Exercise directions –
Would you please repeat the data that follows, exactly as it reads?
────────────────
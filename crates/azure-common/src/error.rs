//! Error types for the Azure provider extension webhooks
//!
//! Errors carry the context needed to answer an admission request with a
//! useful denial message: which kind was expected, which namespace the
//! cluster lookup ran against, which payload failed to decode.

use thiserror::Error;

/// Main error type for webhook operations
#[derive(Debug, Error)]
pub enum Error {
    /// A mutator received an object of a kind it does not handle
    #[error("could not mutate: object is not of type {expected} (got {actual})")]
    TypeMismatch {
        /// Kind the mutator handles
        expected: String,
        /// Kind that was admitted
        actual: String,
    },

    /// Resolving the owning shoot/seed context failed
    #[error("cluster context lookup failed for {namespace}: {message}")]
    ContextLookup {
        /// Namespace the admitted object lives in (also the Cluster name)
        namespace: String,
        /// Description of what failed
        message: String,
    },

    /// An embedded provider config payload could not be decoded
    #[error("could not decode {kind} provider config: {message}")]
    PayloadDecode {
        /// Kind of payload being decoded (e.g. "cilium NetworkConfig")
        kind: String,
        /// Description of what failed
        message: String,
    },

    /// Serialization/deserialization error outside of provider payloads
    #[error("serialization error: {message}")]
    Serialization {
        /// Description of what failed
        message: String,
    },
}

impl Error {
    /// Create a type mismatch error
    pub fn type_mismatch(expected: impl Into<String>, actual: impl Into<String>) -> Self {
        Self::TypeMismatch {
            expected: expected.into(),
            actual: actual.into(),
        }
    }

    /// Create a context lookup error for the given namespace
    pub fn context_lookup(namespace: impl Into<String>, msg: impl Into<String>) -> Self {
        Self::ContextLookup {
            namespace: namespace.into(),
            message: msg.into(),
        }
    }

    /// Create a payload decode error
    pub fn payload_decode(kind: impl Into<String>, msg: impl Into<String>) -> Self {
        Self::PayloadDecode {
            kind: kind.into(),
            message: msg.into(),
        }
    }

    /// Create a serialization error
    pub fn serialization(msg: impl Into<String>) -> Self {
        Self::Serialization {
            message: msg.into(),
        }
    }
}

impl From<serde_json::Error> for Error {
    fn from(e: serde_json::Error) -> Self {
        Self::serialization(e.to_string())
    }
}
────────────────
Completed exercise –
filename crates/azure-common/src/error.rs
//! Error types for the Azure provider extension webhooks
//!
//! Errors carry the context needed to answer an admission request with a
//! useful denial message: which kind was expected, which namespace the
//! cluster lookup ran against, which payload failed to decode.

use thiserror::Error;

/// Main error type for webhook operations
#[derive(Debug, Error)]
pub enum Error {
    /// A mutator received an object of a kind it does not handle
    #[error("could not mutate: object is not of type {expected} (got {actual})")]
    TypeMismatch {
        /// Kind the mutator handles
        expected: String,
        /// Kind that was admitted
        actual: String,
    },

    /// Resolving the owning shoot/seed context failed
    #[error("cluster context lookup failed for {namespace}: {message}")]
    ContextLookup {
        /// Namespace the admitted object lives in (also the Cluster name)
        namespace: String,
        /// Description of what failed
        message: String,
    },

    /// An embedded provider config payload could not be decoded
    #[error("could not decode {kind} provider config: {message}")]
    PayloadDecode {
        /// Kind of payload being decoded (e.g. "cilium NetworkConfig")
        kind: String,
        /// Description of what failed
        message: String,
    },

    /// Serialization/deserialization error outside of provider payloads
    #[error("serialization error: {message}")]
    Serialization {
        /// Description of what failed
        message: String,
    },
}

impl Error {
    /// Create a type mismatch error
    pub fn type_mismatch(expected: impl Into<String>, actual: impl Into<String>) -> Self {
        Self::TypeMismatch {
            expected: expected.into(),
            actual: actual.into(),
        }
    }

    /// Create a context lookup error for the given namespace
    pub fn context_lookup(namespace: impl Into<String>, msg: impl Into<String>) -> Self {
        Self::ContextLookup {
            namespace: namespace.into(),
            message: msg.into(),
        }
    }

    /// Create a payload decode error
    pub fn payload_decode(kind: impl Into<String>, msg: impl Into<String>) -> Self {
        Self::PayloadDecode {
            kind: kind.into(),
            message: msg.into(),
        }
    }

    /// Create a serialization error
    pub fn serialization(msg: impl Into<String>) -> Self {
        Self::Serialization {
            message: msg.into(),
        }
    }
}

impl From<serde_json::Error> for Error {
    fn from(e: serde_json::Error) -> Self {
        Self::serialization(e.to_string())
    }
}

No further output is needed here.